4.2.3. Comparative Analysis

Firstly, a comparative analysis of displacement efficiency with and without depletion was conducted (Figure 21). The overall displacement efficiency of scenarios without depletion (Schemes 3 and 4) is approximately 24% higher than that of scenarios with depletion (Schemes 1 and 2). The lower oil recovery degree in Scenarios 1 and 2 indicates that adopting a production strategy of primary depletion followed by cyclic injection–production significantly reduces the ultimate oil recovery [28,29,30,31,32,33,34,35,36,37]. This is because, under the depletion production regime, which relies solely on the natural energy of the reservoir to drive the flow of crude oil, it is impossible to effectively maintain the formation pressure over the long term to drive the crude oil towards the production wells. The flowability of crude oil is highly dependent on pressure; the higher the pressure, the easier it is for the crude oil to flow from the rock pores towards the production end. When the pressure drops sharply, the flow rate of the crude oil slows down rapidly, making it ineffective in displacing the crude oil. This ultimately leads to a sharp decline in production and is also detrimental to the expansion of the gas storage capacity. Under a non-depletion production system, the injection of gas is employed to replenish formation energy, and the physical mechanisms through which it enhances displacement efficiency primarily include the following aspects: Firstly, it maintains formation pressure, inhibits the release of dissolved gas, reduces crude oil viscosity, and sustains high oil mobility. Gas injection provides a continuous energy source to maintain a relatively high pressure gradient, overcoming capillary force constraints and driving crude oil from small pores. Secondly, the injected gas mixes with the crude oil, reducing interfacial tension. Thirdly, it prevents reservoir stress-sensitive damage caused by drastic pressure changes; high pressure maintains the rock pore structure, avoiding pore compression under low pressure. Gas flooding effectively overcomes the issues of energy attenuation, fluid degradation, and capillary confinement encountered in depletion production, thereby significantly improving oil displacement efficiency and facilitating the expansion of gas storage capacity. Therefore, during the oil production stage, the formation pressure should be maintained above a certain pressure point to ensure sufficient formation energy.
Secondly, a comparative analysis is conducted to explore the reasons why the cyclic injection–production effect with simultaneous gas production at both ends is better than that with gas production only at the outlet end. In the single-well gas production mode, gas is extracted solely from the production well end. As a result, gas tends to rapidly break through to the production well along high-permeability channels, while gas in low-permeability zones is difficult to extract effectively. This leads to a significant amount of crude oil being trapped in low-permeability areas or dead pores.

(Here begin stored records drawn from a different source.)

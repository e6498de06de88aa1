//! Subcommand handlers, split by workflow.
//!
//! Each workflow runs on at most one background task. The handler drains
//! that task's channel, prints, and turns Ctrl-C into a cooperative cancel.

mod media;
mod separate;
mod setup;
mod status;

pub use media::{convert, download, recent, scan};
pub use separate::separate;
pub use setup::{doctor, switch};
pub use status::status;

use amv_core::{CancellationToken, ProgressEvent};
use tokio::sync::mpsc::UnboundedReceiver;

/// Print events until the sender side closes.
///
/// With a token, the first Ctrl-C cancels it; work stops at the next step
/// or phase boundary and the channel closes as usual.
pub(crate) async fn pump<T>(
    mut rx: UnboundedReceiver<T>,
    token: Option<&CancellationToken>,
    mut print: impl FnMut(&T),
) {
    let mut ctrl_c = std::pin::pin!(tokio::signal::ctrl_c());
    let cancellable = token.is_some();
    loop {
        tokio::select! {
            event = rx.recv() => match event {
                Some(event) => print(&event),
                None => break,
            },
            _ = &mut ctrl_c, if cancellable && !token.is_some_and(|t| t.is_cancelled()) => {
                if let Some(token) = token {
                    token.cancel();
                    eprintln!("Cancelling after the current step...");
                }
            }
        }
    }
}

pub(crate) fn print_progress(event: &ProgressEvent) {
    if event.is_indeterminate() {
        println!("[{}] {}", event.stage, event.message);
    } else {
        println!("[{}] {:>3}% {}", event.stage, event.percent, event.message);
    }
}
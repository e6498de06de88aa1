//! Platform abstraction layer.
//!
//! Everything that spawns an external program or reads its raw output goes
//! through here:
//! - `process` - bounded-time command execution, blocking and async
//! - `diagnostics` - picking the most useful line out of captured stderr

pub mod diagnostics;
pub mod process;

pub use diagnostics::{best_diagnostic_line, is_informational_line, tail_chars};
pub use process::{command_responds, run_async_with_timeout, run_blocking_with_timeout, CapturedOutput};

/// Returns the current platform name.
pub fn current_platform() -> &'static str {
    #[cfg(target_os = "linux")]
    {
        "linux"
    }
    #[cfg(target_os = "windows")]
    {
        "windows"
    }
    #[cfg(target_os = "macos")]
    {
        "macos"
    }
    #[cfg(not(any(target_os = "linux", target_os = "windows", target_os = "macos")))]
    {
        "unknown"
    }
}
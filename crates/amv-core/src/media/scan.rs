//! Recursive discovery of files to separate or convert.

use crate::config::SeparationConfig;
use std::collections::HashSet;
use std::path::{Path, PathBuf};
use walkdir::WalkDir;

/// Which files a scan is looking for.
#[derive(Debug, Clone, Copy, PartialEq, Eq)]
pub enum MediaKinds {
    /// Inputs for separation.
    Audio,
    /// Inputs for conversion to WAV.
    Convertible,
}

impl MediaKinds {
    pub fn extensions(&self) -> &'static [&'static str] {
        match self {
            MediaKinds::Audio => &["wav", "mp3", "flac", "m4a"],
            MediaKinds::Convertible => &["mp4", "mkv", "avi", "webm", "mov", "mp3", "flac", "m4a", "ogg", "aac"],
        }
    }

    pub fn matches(&self, path: &Path) -> bool {
        path.extension()
            .map(|e| e.to_string_lossy().to_lowercase())
            .is_some_and(|e| self.extensions().contains(&e.as_str()))
    }
}

/// Names of outputs this toolkit already produced.
pub fn is_processed_output(path: &Path) -> bool {
    let name = path
        .file_name()
        .map(|n| n.to_string_lossy().to_lowercase())
        .unwrap_or_default();
    [
        SeparationConfig::VOCALS_MARKER,
        SeparationConfig::INSTRUMENTAL_MARKER,
        "[music]",
    ]
    .iter()
    .any(|m| name.contains(m))
}

/// Walk `dir` for files of `kinds`, skipping processed outputs and paths in
/// `exclude`. Results are absolute, unique, and sorted by file name.
pub fn scan_media(dir: &Path, kinds: MediaKinds, exclude: &[String]) -> Vec<PathBuf> {
    let root = std::path::absolute(dir).unwrap_or_else(|_| dir.to_path_buf());
    let mut seen: HashSet<PathBuf> = exclude.iter().map(PathBuf::from).collect();
    let mut found = Vec::new();

    for entry in WalkDir::new(&root).into_iter().filter_map(|e| e.ok()) {
        if !entry.file_type().is_file() {
            continue;
        }
        let path = entry.path();
        if !kinds.matches(path) || is_processed_output(path) {
            continue;
        }
        if seen.insert(path.to_path_buf()) {
            found.push(path.to_path_buf());
        }
    }

    found.sort_by(|a, b| {
        a.file_name()
            .cmp(&b.file_name())
            .then_with(|| a.cmp(b))
    });
    found
}

#[cfg(test)]
mod tests {
    use super::*;
    use tempfile::TempDir;

    fn touch(path: &Path) {
        if let Some(parent) = path.parent() {
            std::fs::create_dir_all(parent).unwrap();
        }
        std::fs::write(path, b"x").unwrap();
    }

    #[test]
    fn test_scan_audio_skips_outputs_and_recents() {
        let temp = TempDir::new().unwrap();
        let root = temp.path();
        touch(&root.join("b.wav"));
        touch(&root.join("sub/a.MP3"));
        touch(&root.join("sub/a [vocals].wav"));
        touch(&root.join("sub/a [Instrumental].wav"));
        touch(&root.join("c.mp4"));
        touch(&root.join("recent.flac"));

        let root_abs = std::path::absolute(root).unwrap();
        let exclude = vec![root_abs.join("recent.flac").to_string_lossy().to_string()];
        let found = scan_media(root, MediaKinds::Audio, &exclude);
        let names: Vec<_> = found
            .iter()
            .map(|p| p.file_name().unwrap().to_string_lossy().to_string())
            .collect();
        assert_eq!(names, vec!["a.MP3", "b.wav"]);
        assert!(found.iter().all(|p| p.is_absolute()));
    }

    #[test]
    fn test_scan_convertible() {
        let temp = TempDir::new().unwrap();
        touch(&temp.path().join("clip.mkv"));
        touch(&temp.path().join("song.wav"));
        touch(&temp.path().join("tune.ogg"));
        let found = scan_media(temp.path(), MediaKinds::Convertible, &[]);
        assert_eq!(found.len(), 2);
        assert!(found.iter().all(|p| !p.to_string_lossy().ends_with(".wav")));
    }
}
//! Normalized progress events from unrelated external processes.
//!
//! Adapters are push-based: whoever owns the subprocess feeds them raw
//! chunks and forwards the returned events over a [`ProgressSender`]. The
//! UI-owning task is the only consumer. Unparseable input never errors; it
//! simply produces no event.

mod line_split;
mod marker_scan;

pub use line_split::LineSplitAdapter;
pub use marker_scan::MarkerScanAdapter;

use serde::Serialize;
use std::fmt;
use tokio::sync::mpsc;

/// Which of the downloader's output streams a percentage belongs to.
#[derive(Debug, Clone, Copy, PartialEq, Eq, Hash, Serialize)]
#[serde(rename_all = "lowercase")]
pub enum MediaStream {
    Video,
    Audio,
}

impl fmt::Display for MediaStream {
    fn fmt(&self, f: &mut fmt::Formatter<'_>) -> fmt::Result {
        match self {
            MediaStream::Video => write!(f, "video"),
            MediaStream::Audio => write!(f, "audio"),
        }
    }
}

/// Stage of a job as shown to the user.
#[derive(Debug, Clone, Copy, PartialEq, Eq, Serialize)]
#[serde(tag = "stage", rename_all = "lowercase")]
pub enum Stage {
    Queued,
    Loading,
    Downloading { stream: MediaStream },
    Processing,
    Finalizing,
}

impl fmt::Display for Stage {
    fn fmt(&self, f: &mut fmt::Formatter<'_>) -> fmt::Result {
        match self {
            Stage::Queued => write!(f, "queued"),
            Stage::Loading => write!(f, "loading"),
            Stage::Downloading { stream } => write!(f, "downloading {}", stream),
            Stage::Processing => write!(f, "processing"),
            Stage::Finalizing => write!(f, "finalizing"),
        }
    }
}

/// One progress update. `percent` is in `[-1, 100]`; -1 means indeterminate.
#[derive(Debug, Clone, PartialEq, Eq, Serialize)]
pub struct ProgressEvent {
    #[serde(flatten)]
    pub stage: Stage,
    pub percent: i8,
    pub message: String,
}

impl ProgressEvent {
    pub const INDETERMINATE: i8 = -1;

    pub fn new(stage: Stage, percent: i32, message: impl Into<String>) -> Self {
        Self {
            stage,
            percent: percent.clamp(Self::INDETERMINATE as i32, 100) as i8,
            message: message.into(),
        }
    }

    pub fn indeterminate(stage: Stage, message: impl Into<String>) -> Self {
        Self::new(stage, Self::INDETERMINATE as i32, message)
    }

    pub fn is_indeterminate(&self) -> bool {
        self.percent < 0
    }
}

/// Converts a raw output stream into progress events.
pub trait ProgressAdapter: Send {
    /// Consume one captured chunk. Returns the newest event the chunk
    /// produced, if any.
    fn feed(&mut self, chunk: &[u8]) -> Option<ProgressEvent>;
}

/// Hand-off from background work to the UI-owning task. Sending never
/// blocks, so it is usable from `spawn_blocking` threads.
pub type ProgressSender = mpsc::UnboundedSender<ProgressEvent>;
pub type ProgressReceiver = mpsc::UnboundedReceiver<ProgressEvent>;

pub fn progress_channel() -> (ProgressSender, ProgressReceiver) {
    mpsc::unbounded_channel()
}

/// Send if there is a listener; a closed channel is not an error.
pub fn emit(sender: Option<&ProgressSender>, event: ProgressEvent) {
    if let Some(tx) = sender {
        let _ = tx.send(event);
    }
}
//! Loading and saving the mode record on disk.
//!
//! `load` never writes. It reports whether normalization changed the stored
//! content and leaves the decision to persist with the caller. `save` writes
//! atomically and skips the write when the file already holds the same
//! normalized content.

use crate::atomic::{atomic_read_json, atomic_write_json};
use crate::error::Result;
use crate::mode::record::{normalize, ModeRecord};
use serde_json::Value;
use std::path::{Path, PathBuf};
use tracing::{debug, warn};

/// Result of reading the mode record.
#[derive(Debug, Clone, PartialEq)]
pub struct LoadedMode {
    pub record: ModeRecord,
    /// Normalization differs from what is stored (or nothing is stored yet).
    pub changed: bool,
    /// The file was unreadable or invalid and defaults were substituted.
    /// The file itself is left untouched.
    pub recovered: bool,
}

/// JSON-backed mode record store.
#[derive(Debug, Clone)]
pub struct ModeStore {
    path: PathBuf,
}

impl ModeStore {
    pub fn new(path: impl Into<PathBuf>) -> Self {
        Self { path: path.into() }
    }

    pub fn path(&self) -> &Path {
        &self.path
    }

    /// Read and normalize the stored record.
    pub fn load(&self) -> LoadedMode {
        match self.read_raw() {
            Ok(None) => LoadedMode {
                record: ModeRecord::default(),
                changed: true,
                recovered: false,
            },
            Ok(Some(raw)) => {
                let record = normalize(&raw);
                let changed = serde_json::to_value(&record).map(|v| v != raw).unwrap_or(true);
                if changed {
                    debug!("Stored mode record at {} needs migration", self.path.display());
                }
                LoadedMode {
                    record,
                    changed,
                    recovered: false,
                }
            }
            Err(e) => {
                warn!("Could not load {}, using defaults: {}", self.path.display(), e);
                LoadedMode {
                    record: ModeRecord::default(),
                    changed: false,
                    recovered: true,
                }
            }
        }
    }

    /// Load, then persist the normalized form if it differs from disk.
    ///
    /// A corrupt file is not overwritten here; only an explicit `save` does.
    pub fn load_and_migrate(&self) -> Result<ModeRecord> {
        let loaded = self.load();
        if loaded.changed && !loaded.recovered {
            self.save(&loaded.record)?;
        }
        Ok(loaded.record)
    }

    /// Normalize and write `record`. Returns false when disk already matched.
    pub fn save(&self, record: &ModeRecord) -> Result<bool> {
        let normalized = record.normalized();
        let value = serde_json::to_value(&normalized)?;

        if let Ok(Some(existing)) = self.read_raw() {
            if existing == value {
                debug!("Mode record unchanged, skipping write");
                return Ok(false);
            }
        }

        atomic_write_json(&self.path, &value)?;
        Ok(true)
    }

    /// Move `path` to the front of the recent list and persist if it changed.
    pub fn add_recent_file(&self, path: &Path) -> Result<ModeRecord> {
        let mut record = self.load().record;
        let entry = path.to_string_lossy();
        if record.push_recent(&entry) {
            self.save(&record)?;
        }
        Ok(record)
    }

    fn read_raw(&self) -> Result<Option<Value>> {
        atomic_read_json(&self.path)
    }
}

Moreover, the pressure in regions far from the production well decreases slowly, making it difficult for gas to effectively penetrate these areas and mobilize the crude oil. In contrast, in the dual-well gas production mode, gas is extracted simultaneously from both the injection well and the production well. This creates a stable pressure gradient that traverses the entire core, compelling the gas to flow through more pore channels. It drives the residual oil in the deep parts of the core and near the injection well towards the production end, expanding the swept volume and significantly improving the crude oil mobilization efficiency.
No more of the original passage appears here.